DATA FOR PROCESSING:
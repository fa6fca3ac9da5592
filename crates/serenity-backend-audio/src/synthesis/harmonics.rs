//! Additive synthesis of a mood's harmonic stack.
//!
//! Each partial is `a · sin(2π·f·t + wobble(t) + φ)` where `φ` is a random
//! phase drawn per partial and `wobble(t) = 0.1·sin(2π·0.1·t)` keeps the tone
//! from sounding perfectly static. Every partial is shaped by the profile's
//! envelope and summed into a zeroed buffer. No normalization happens here.

use std::f64::consts::TAU;

use rand::Rng;
use rand_pcg::Pcg32;

use super::Synthesizer;
use crate::envelope::{self, EnvelopeShape};
use crate::profile::MoodProfile;
use crate::waveform::{num_samples, sample_time, Waveform};

/// Depth of the slow phase wobble, in radians.
const WOBBLE_DEPTH: f64 = 0.1;

/// Rate of the slow phase wobble, in Hz.
const WOBBLE_RATE: f64 = 0.1;

/// Additive synthesizer over arbitrary-ratio partials.
#[derive(Debug, Clone)]
pub struct HarmonicSynth {
    /// Frequency of each partial in Hz.
    pub frequencies: Vec<f64>,
    /// Amplitude of each partial.
    pub amplitudes: Vec<f64>,
    /// Envelope applied to every partial.
    pub envelope: EnvelopeShape,
}

impl HarmonicSynth {
    /// Creates a synthesizer from a mood profile.
    pub fn from_profile(profile: &MoodProfile) -> Self {
        let (frequencies, amplitudes) = profile.partials().unzip();
        Self {
            frequencies,
            amplitudes,
            envelope: profile.envelope_shape(),
        }
    }

    /// Draws one phase offset in `[0, 2π)` per partial, in partial order.
    pub fn draw_phases(&self, rng: &mut Pcg32) -> Vec<f64> {
        (0..self.frequencies.len())
            .map(|_| rng.gen::<f64>() * TAU)
            .collect()
    }
}

impl Synthesizer for HarmonicSynth {
    fn synthesize(&self, num_samples: usize, sample_rate: u32, rng: &mut Pcg32) -> Vec<f64> {
        let mut output = vec![0.0; num_samples];
        let env = envelope::generate(self.envelope, num_samples);
        let phases = self.draw_phases(rng);

        for ((&freq, &amp), &phase) in self
            .frequencies
            .iter()
            .zip(self.amplitudes.iter())
            .zip(phases.iter())
        {
            if amp == 0.0 {
                continue;
            }

            for (i, sample) in output.iter_mut().enumerate() {
                let t = sample_time(i, sample_rate);
                let wobble = WOBBLE_DEPTH * (TAU * WOBBLE_RATE * t).sin();
                *sample += amp * (TAU * freq * t + wobble + phase).sin() * env[i];
            }
        }

        output
    }
}

/// Builds the raw waveform for a profile.
///
/// # Arguments
/// * `profile` - Mood profile supplying partials and envelope
/// * `duration_seconds` - Clip length
/// * `sample_rate` - Sample rate in Hz
/// * `rng` - Phase source; the same seed gives the same buffer
pub fn synthesize(
    profile: &MoodProfile,
    duration_seconds: u32,
    sample_rate: u32,
    rng: &mut Pcg32,
) -> Waveform {
    let synth = HarmonicSynth::from_profile(profile);
    let samples = synth.synthesize(num_samples(duration_seconds, sample_rate), sample_rate, rng);
    Waveform::from_samples(samples, sample_rate)
}

#[cfg(test)]
mod tests {
    use super::*;
    use crate::profile::lookup;
    use crate::rng::create_rng;
    use serenity_spec::Mood;

    #[test]
    fn test_length() {
        let mut rng = create_rng(42);
        let w = synthesize(lookup(Mood::Calm), 1, 22050, &mut rng);
        assert_eq!(w.len(), 22050);
        assert_eq!(w.sample_rate(), 22050);
    }

    #[test]
    fn test_determinism() {
        let a = synthesize(lookup(Mood::Happy), 1, 22050, &mut create_rng(42));
        let b = synthesize(lookup(Mood::Happy), 1, 22050, &mut create_rng(42));
        assert_eq!(a, b);
    }

    #[test]
    fn test_seed_changes_phases() {
        let a = synthesize(lookup(Mood::Happy), 1, 22050, &mut create_rng(1));
        let b = synthesize(lookup(Mood::Happy), 1, 22050, &mut create_rng(2));
        assert_ne!(a, b);
    }

    #[test]
    fn test_bounded_by_amplitude_sum() {
        let profile = lookup(Mood::Energetic);
        let amp_sum: f64 = profile.harmonic_amplitudes().iter().sum();
        let w = synthesize(profile, 1, 22050, &mut create_rng(3));
        // Dynamic envelope tops out at 1.0.
        assert!(w.peak() <= amp_sum + 1e-9);
        assert!(w.peak() > 0.0);
    }

    #[test]
    fn test_slow_rise_starts_silent() {
        let w = synthesize(lookup(Mood::Calm), 1, 22050, &mut create_rng(9));
        assert_eq!(w.samples()[0], 0.0);
    }

    #[test]
    fn test_single_partial_matches_closed_form() {
        let synth = HarmonicSynth {
            frequencies: vec![100.0],
            amplitudes: vec![0.5],
            envelope: EnvelopeShape::Gentle,
        };
        let mut rng = create_rng(5);
        let phase = synth.draw_phases(&mut create_rng(5))[0];
        let samples = synth.synthesize(1000, 22050, &mut rng);

        let env = envelope::generate(EnvelopeShape::Gentle, 1000);
        for i in [0, 123, 999] {
            let t = i as f64 / 22050.0;
            let expected =
                0.5 * (TAU * 100.0 * t + 0.1 * (TAU * 0.1 * t).sin() + phase).sin() * env[i];
            assert!((samples[i] - expected).abs() < 1e-12);
        }
    }

    #[test]
    fn test_phases_in_range() {
        let synth = HarmonicSynth::from_profile(lookup(Mood::Sad));
        let phases = synth.draw_phases(&mut create_rng(11));
        assert_eq!(phases.len(), 4);
        assert!(phases.iter().all(|p| (0.0..TAU).contains(p)));
    }
}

TASK TO CARRY OUT: Exactly as they stand, please print the lines from the first line of the records above down to the line that includes "by the profile's", both of those included and no others.

ANSWER SECTION:
repository fa6fca3ac9da5592
filename crates/serenity-backend-audio/src/synthesis/harmonics.rs
//! Additive synthesis of a mood's harmonic stack.
//!
//! Each partial is `a · sin(2π·f·t + wobble(t) + φ)` where `φ` is a random
//! phase drawn per partial and `wobble(t) = 0.1·sin(2π·0.1·t)` keeps the tone
//! from sounding perfectly static. Every partial is shaped by the profile's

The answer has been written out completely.